EXERCISE: Write out every record in full, keeping each character exactly as it is.

EXCERPTED DATA:
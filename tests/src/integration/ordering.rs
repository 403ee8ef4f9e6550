//! # Registry Order
//!
//! Randomized registries: delivery order must always follow priority, then
//! role, then the global permission mask, highest first. Every inbound entry
//! is narrowed to read-only so only the global mask can break ties.

#[cfg(test)]
mod tests {
    use crate::fixtures::{local_infra, Tracer, Quiet, Trace};
    use nos_types::{component_id, Permission, Role, Status, Switch, SubscriberConfig};
    use rand::seq::SliceRandom;
    use rand::Rng;
    use std::sync::Arc;

    const NAMES: [&str; 8] = ["s0", "s1", "s2", "s3", "s4", "s5", "s6", "s7"];
    // Security-extended subscribers are redelivered to and would repeat in
    // the trace.
    const ROLES: [Role; 5] = [Role::Base, Role::Network, Role::Management, Role::Security, Role::Admin];

    fn perms() -> [Permission; 4] {
        [
            Permission::NONE,
            Permission::READ,
            Permission::READ | Permission::WRITE,
            Permission::ALL,
        ]
    }

    struct Entry {
        name: &'static str,
        priority: i32,
        role: Role,
        perm: Permission,
    }

    fn run(entries: &[Entry]) -> Vec<&'static str> {
        let engine = local_infra();
        let trace = Trace::default();
        let mut configs = Vec::new();
        for e in entries {
            engine.register_handler(e.name, Arc::new(Tracer::new(e.name, &trace)));
            configs.push(
                SubscriberConfig::new(e.name)
                    .with_status(Status::Enabled)
                    .with_priority(e.priority)
                    .with_role(e.role)
                    .with_perm(e.perm)
                    .inbound_with("SW_CONNECTED", Permission::READ),
            );
        }
        engine.register_handler("switch_mgmt", Arc::new(Quiet));
        configs.push(
            SubscriberConfig::new("switch_mgmt")
                .with_status(Status::Enabled)
                .outbound("SW_CONNECTED"),
        );
        engine.reload(&configs).unwrap();
        engine.start_all();
        engine
            .sw_connected(component_id("switch_mgmt"), Switch::default())
            .unwrap();
        trace.names()
    }

    fn expected(entries: &[Entry]) -> Vec<&'static str> {
        let mut sorted: Vec<&Entry> = entries.iter().collect();
        sorted.sort_by(|a, b| {
            b.priority
                .cmp(&a.priority)
                .then(b.role.cmp(&a.role))
                .then(b.perm.bits().cmp(&a.perm.bits()))
        });
        sorted.into_iter().map(|e| e.name).collect()
    }

    #[test]
    fn test_random_registries_follow_priority_role_global_perm() {
        let mut rng = rand::thread_rng();
        for _ in 0..50 {
            // Distinct (priority, role, perm) keys so the expected order is total.
            let mut keys: Vec<(i32, Role, Permission)> = Vec::new();
            while keys.len() < NAMES.len() {
                let key = (
                    rng.gen_range(0..3),
                    *ROLES.choose(&mut rng).unwrap(),
                    *perms().choose(&mut rng).unwrap(),
                );
                if !keys.contains(&key) {
                    keys.push(key);
                }
            }
            let entries: Vec<Entry> = NAMES
                .iter()
                .zip(keys)
                .map(|(&name, (priority, role, perm))| Entry {
                    name,
                    priority,
                    role,
                    perm,
                })
                .collect();
            assert_eq!(run(&entries), expected(&entries));
        }
    }

    #[test]
    fn test_shuffled_declaration_order_is_irrelevant() {
        let mut rng = rand::thread_rng();
        let mut priorities: Vec<i32> = (0..NAMES.len() as i32).collect();
        priorities.shuffle(&mut rng);
        let entries: Vec<Entry> = NAMES
            .iter()
            .zip(priorities)
            .map(|(&name, priority)| Entry {
                name,
                priority,
                role: Role::Network,
                perm: Permission::READ,
            })
            .collect();
        let order = run(&entries);
        assert_eq!(order, expected(&entries));
        assert_eq!(order.len(), NAMES.len());
    }
}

PROBLEM SOLUTION:
filename tests/src/integration/ordering.rs
repository 403ee8ef4f9e6550
//! # Registry Order
//!
//! Randomized registries: delivery order must always follow priority, then
//! role, then the global permission mask, highest first. Every inbound entry
//! is narrowed to read-only so only the global mask can break ties.

#[cfg(test)]
mod tests {
    use crate::fixtures::{local_infra, Tracer, Quiet, Trace};
    use nos_types::{component_id, Permission, Role, Status, Switch, SubscriberConfig};
    use rand::seq::SliceRandom;
    use rand::Rng;
    use std::sync::Arc;

    const NAMES: [&str; 8] = ["s0", "s1", "s2", "s3", "s4", "s5", "s6", "s7"];
    // Security-extended subscribers are redelivered to and would repeat in
    // the trace.
    const ROLES: [Role; 5] = [Role::Base, Role::Network, Role::Management, Role::Security, Role::Admin];

    fn perms() -> [Permission; 4] {
        [
            Permission::NONE,
            Permission::READ,
            Permission::READ | Permission::WRITE,
            Permission::ALL,
        ]
    }

    struct Entry {
        name: &'static str,
        priority: i32,
        role: Role,
        perm: Permission,
    }

    fn run(entries: &[Entry]) -> Vec<&'static str> {
        let engine = local_infra();
        let trace = Trace::default();
        let mut configs = Vec::new();
        for e in entries {
            engine.register_handler(e.name, Arc::new(Tracer::new(e.name, &trace)));
            configs.push(
                SubscriberConfig::new(e.name)
                    .with_status(Status::Enabled)
                    .with_priority(e.priority)
                    .with_role(e.role)
                    .with_perm(e.perm)
                    .inbound_with("SW_CONNECTED", Permission::READ),
            );
        }
        engine.register_handler("switch_mgmt", Arc::new(Quiet));
        configs.push(
            SubscriberConfig::new("switch_mgmt")
                .with_status(Status::Enabled)
                .outbound("SW_CONNECTED"),
        );
        engine.reload(&configs).unwrap();
        engine.start_all();
        engine
            .sw_connected(component_id("switch_mgmt"), Switch::default())
            .unwrap();
        trace.names()
    }

    fn expected(entries: &[Entry]) -> Vec<&'static str> {
        let mut sorted: Vec<&Entry> = entries.iter().collect();
        sorted.sort_by(|a, b| {
            b.priority
                .cmp(&a.priority)
                .then(b.role.cmp(&a.role))
                .then(b.perm.bits().cmp(&a.perm.bits()))
        });
        sorted.into_iter().map(|e| e.name).collect()
    }

    #[test]
    fn test_random_registries_follow_priority_role_global_perm() {
        let mut rng = rand::thread_rng();
        for _ in 0..50 {
            // Distinct (priority, role, perm) keys so the expected order is total.
            let mut keys: Vec<(i32, Role, Permission)> = Vec::new();
            while keys.len() < NAMES.len() {
                let key = (
                    rng.gen_range(0..3),
                    *ROLES.choose(&mut rng).unwrap(),
                    *perms().choose(&mut rng).unwrap(),
                );
                if !keys.contains(&key) {
                    keys.push(key);
                }
            }
            let entries: Vec<Entry> = NAMES
                .iter()
                .zip(keys)
                .map(|(&name, (priority, role, perm))| Entry {
                    name,
                    priority,
                    role,
                    perm,
                })
                .collect();
            assert_eq!(run(&entries), expected(&entries));
        }
    }

    #[test]
    fn test_shuffled_declaration_order_is_irrelevant() {
        let mut rng = rand::thread_rng();
        let mut priorities: Vec<i32> = (0..NAMES.len() as i32).collect();
        priorities.shuffle(&mut rng);
        let entries: Vec<Entry> = NAMES
            .iter()
            .zip(priorities)
            .map(|(&name, priority)| Entry {
                name,
                priority,
                role: Role::Network,
                perm: Permission::READ,
            })
            .collect();
        let order = run(&entries);
        assert_eq!(order, expected(&entries));
        assert_eq!(order.len(), NAMES.len());
    }
}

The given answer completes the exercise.